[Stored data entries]
········
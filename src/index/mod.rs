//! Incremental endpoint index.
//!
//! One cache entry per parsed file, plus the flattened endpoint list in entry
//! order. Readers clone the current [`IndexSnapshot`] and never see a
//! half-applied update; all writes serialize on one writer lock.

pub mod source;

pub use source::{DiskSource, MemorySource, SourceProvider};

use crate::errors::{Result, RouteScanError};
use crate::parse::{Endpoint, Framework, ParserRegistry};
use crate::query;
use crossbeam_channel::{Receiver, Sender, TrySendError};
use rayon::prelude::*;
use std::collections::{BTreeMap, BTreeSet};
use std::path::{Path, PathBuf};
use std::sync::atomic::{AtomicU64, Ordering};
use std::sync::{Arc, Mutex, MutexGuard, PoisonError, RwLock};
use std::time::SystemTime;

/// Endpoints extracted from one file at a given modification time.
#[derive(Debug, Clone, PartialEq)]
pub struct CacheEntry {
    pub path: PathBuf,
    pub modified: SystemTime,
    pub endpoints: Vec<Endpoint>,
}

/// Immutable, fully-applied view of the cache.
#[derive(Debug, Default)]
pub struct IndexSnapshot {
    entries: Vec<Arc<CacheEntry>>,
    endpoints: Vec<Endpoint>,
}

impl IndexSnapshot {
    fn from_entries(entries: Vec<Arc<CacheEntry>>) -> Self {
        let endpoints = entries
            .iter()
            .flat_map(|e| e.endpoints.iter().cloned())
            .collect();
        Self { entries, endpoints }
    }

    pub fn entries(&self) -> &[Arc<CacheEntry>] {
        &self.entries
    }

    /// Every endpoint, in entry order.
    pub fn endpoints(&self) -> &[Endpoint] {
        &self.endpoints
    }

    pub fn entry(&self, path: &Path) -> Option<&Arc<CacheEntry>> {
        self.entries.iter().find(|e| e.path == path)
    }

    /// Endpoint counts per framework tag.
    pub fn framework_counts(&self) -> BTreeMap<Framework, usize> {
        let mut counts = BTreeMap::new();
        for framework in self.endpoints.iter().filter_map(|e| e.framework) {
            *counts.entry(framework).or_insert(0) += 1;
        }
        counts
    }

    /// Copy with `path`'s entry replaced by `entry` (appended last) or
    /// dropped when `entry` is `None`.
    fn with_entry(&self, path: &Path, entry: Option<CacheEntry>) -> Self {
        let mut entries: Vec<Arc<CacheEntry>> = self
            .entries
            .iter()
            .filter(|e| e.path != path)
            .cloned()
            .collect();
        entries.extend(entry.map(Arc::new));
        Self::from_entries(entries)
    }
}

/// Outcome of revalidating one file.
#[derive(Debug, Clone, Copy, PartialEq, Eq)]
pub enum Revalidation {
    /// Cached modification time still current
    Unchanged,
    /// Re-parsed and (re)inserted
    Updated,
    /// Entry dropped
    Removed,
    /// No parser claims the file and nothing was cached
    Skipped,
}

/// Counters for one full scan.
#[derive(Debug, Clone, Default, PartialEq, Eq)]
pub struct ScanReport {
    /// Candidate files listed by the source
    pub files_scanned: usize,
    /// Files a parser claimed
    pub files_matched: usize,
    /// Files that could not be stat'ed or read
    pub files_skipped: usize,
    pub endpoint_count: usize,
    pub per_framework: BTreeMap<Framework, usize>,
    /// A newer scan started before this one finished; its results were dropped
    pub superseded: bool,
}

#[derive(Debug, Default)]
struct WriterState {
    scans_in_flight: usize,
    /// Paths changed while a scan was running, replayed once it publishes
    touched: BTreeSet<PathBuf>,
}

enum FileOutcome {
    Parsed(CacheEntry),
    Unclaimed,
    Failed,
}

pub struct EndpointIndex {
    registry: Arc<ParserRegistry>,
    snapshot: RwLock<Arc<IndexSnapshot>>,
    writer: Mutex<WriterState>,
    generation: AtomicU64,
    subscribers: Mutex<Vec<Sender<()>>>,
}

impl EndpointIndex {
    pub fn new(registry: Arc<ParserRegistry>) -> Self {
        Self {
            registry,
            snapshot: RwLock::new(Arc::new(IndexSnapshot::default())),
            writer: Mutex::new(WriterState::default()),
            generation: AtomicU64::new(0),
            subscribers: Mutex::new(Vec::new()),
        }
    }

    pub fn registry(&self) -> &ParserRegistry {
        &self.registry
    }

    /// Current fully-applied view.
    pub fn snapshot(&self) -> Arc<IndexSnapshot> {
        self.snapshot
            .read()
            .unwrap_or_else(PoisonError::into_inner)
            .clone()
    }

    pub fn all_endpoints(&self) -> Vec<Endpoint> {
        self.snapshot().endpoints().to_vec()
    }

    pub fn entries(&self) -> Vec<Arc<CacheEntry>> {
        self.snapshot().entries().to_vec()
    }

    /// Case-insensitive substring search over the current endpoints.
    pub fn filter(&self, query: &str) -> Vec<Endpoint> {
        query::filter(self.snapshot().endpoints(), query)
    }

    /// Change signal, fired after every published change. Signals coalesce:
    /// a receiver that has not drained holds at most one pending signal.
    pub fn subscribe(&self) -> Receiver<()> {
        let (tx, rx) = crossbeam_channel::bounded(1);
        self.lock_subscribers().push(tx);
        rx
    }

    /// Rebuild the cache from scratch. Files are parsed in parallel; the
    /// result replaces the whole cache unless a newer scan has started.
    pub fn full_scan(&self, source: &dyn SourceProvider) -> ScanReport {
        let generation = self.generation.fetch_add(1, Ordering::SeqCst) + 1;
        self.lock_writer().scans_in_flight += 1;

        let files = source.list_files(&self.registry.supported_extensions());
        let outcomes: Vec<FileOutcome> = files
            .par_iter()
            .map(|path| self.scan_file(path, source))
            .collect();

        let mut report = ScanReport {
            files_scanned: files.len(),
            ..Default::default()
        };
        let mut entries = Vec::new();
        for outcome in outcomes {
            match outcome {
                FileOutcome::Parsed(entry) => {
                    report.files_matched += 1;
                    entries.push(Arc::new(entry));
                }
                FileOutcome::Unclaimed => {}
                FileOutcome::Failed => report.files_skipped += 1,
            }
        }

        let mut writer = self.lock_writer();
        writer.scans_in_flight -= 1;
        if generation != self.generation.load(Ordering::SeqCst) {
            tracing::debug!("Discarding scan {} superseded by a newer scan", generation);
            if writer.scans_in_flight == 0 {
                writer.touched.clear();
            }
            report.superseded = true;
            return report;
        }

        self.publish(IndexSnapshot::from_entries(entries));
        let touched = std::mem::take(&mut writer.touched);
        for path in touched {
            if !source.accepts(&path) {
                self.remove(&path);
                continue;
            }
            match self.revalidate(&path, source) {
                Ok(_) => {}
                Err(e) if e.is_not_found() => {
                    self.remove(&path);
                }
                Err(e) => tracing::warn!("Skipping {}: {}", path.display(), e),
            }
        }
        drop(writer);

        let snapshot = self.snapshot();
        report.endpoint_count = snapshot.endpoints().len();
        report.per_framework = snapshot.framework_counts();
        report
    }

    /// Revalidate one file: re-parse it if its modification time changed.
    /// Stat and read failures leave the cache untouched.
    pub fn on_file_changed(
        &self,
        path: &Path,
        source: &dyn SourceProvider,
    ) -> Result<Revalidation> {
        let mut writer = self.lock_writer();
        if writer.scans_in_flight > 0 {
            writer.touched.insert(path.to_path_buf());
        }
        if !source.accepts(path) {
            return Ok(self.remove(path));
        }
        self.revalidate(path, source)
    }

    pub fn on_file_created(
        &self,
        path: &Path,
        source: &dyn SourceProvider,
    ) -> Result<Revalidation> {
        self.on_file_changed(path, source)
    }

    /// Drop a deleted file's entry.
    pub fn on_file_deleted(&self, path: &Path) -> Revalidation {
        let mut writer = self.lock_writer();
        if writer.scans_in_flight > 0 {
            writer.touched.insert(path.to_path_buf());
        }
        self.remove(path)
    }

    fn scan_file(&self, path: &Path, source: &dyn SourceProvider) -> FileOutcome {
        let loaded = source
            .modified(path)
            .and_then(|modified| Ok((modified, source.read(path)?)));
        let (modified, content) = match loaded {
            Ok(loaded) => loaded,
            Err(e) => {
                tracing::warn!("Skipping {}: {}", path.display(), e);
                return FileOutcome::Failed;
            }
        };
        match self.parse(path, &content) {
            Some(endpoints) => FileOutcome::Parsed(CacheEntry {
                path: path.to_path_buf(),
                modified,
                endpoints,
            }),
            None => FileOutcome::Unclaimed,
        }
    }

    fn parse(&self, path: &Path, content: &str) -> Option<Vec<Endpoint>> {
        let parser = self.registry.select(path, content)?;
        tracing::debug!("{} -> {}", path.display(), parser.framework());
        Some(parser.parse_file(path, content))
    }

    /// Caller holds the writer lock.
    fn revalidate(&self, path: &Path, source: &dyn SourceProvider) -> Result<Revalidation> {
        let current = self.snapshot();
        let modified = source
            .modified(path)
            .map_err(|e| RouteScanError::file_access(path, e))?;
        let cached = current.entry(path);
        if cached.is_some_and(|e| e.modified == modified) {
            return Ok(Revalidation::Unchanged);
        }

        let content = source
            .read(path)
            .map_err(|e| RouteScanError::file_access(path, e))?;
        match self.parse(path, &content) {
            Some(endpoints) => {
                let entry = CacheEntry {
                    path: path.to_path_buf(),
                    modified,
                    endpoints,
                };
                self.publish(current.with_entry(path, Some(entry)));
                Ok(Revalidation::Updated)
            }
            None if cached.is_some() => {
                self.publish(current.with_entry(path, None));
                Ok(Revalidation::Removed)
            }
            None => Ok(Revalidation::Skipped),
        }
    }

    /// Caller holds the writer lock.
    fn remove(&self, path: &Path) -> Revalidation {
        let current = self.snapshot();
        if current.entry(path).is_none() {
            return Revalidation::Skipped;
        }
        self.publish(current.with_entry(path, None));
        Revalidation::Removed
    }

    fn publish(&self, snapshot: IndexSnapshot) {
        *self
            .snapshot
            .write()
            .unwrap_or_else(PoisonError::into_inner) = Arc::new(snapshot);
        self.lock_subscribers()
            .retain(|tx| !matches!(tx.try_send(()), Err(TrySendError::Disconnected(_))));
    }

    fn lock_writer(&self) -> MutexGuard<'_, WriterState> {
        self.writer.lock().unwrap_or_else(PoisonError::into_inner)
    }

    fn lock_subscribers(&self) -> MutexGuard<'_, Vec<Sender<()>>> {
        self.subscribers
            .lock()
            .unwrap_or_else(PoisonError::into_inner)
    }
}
········
[What is being asked]
Could you state the number of lines above in which the word "ParserRegistry" appears? Give that number by itself.

[Response to this task]
4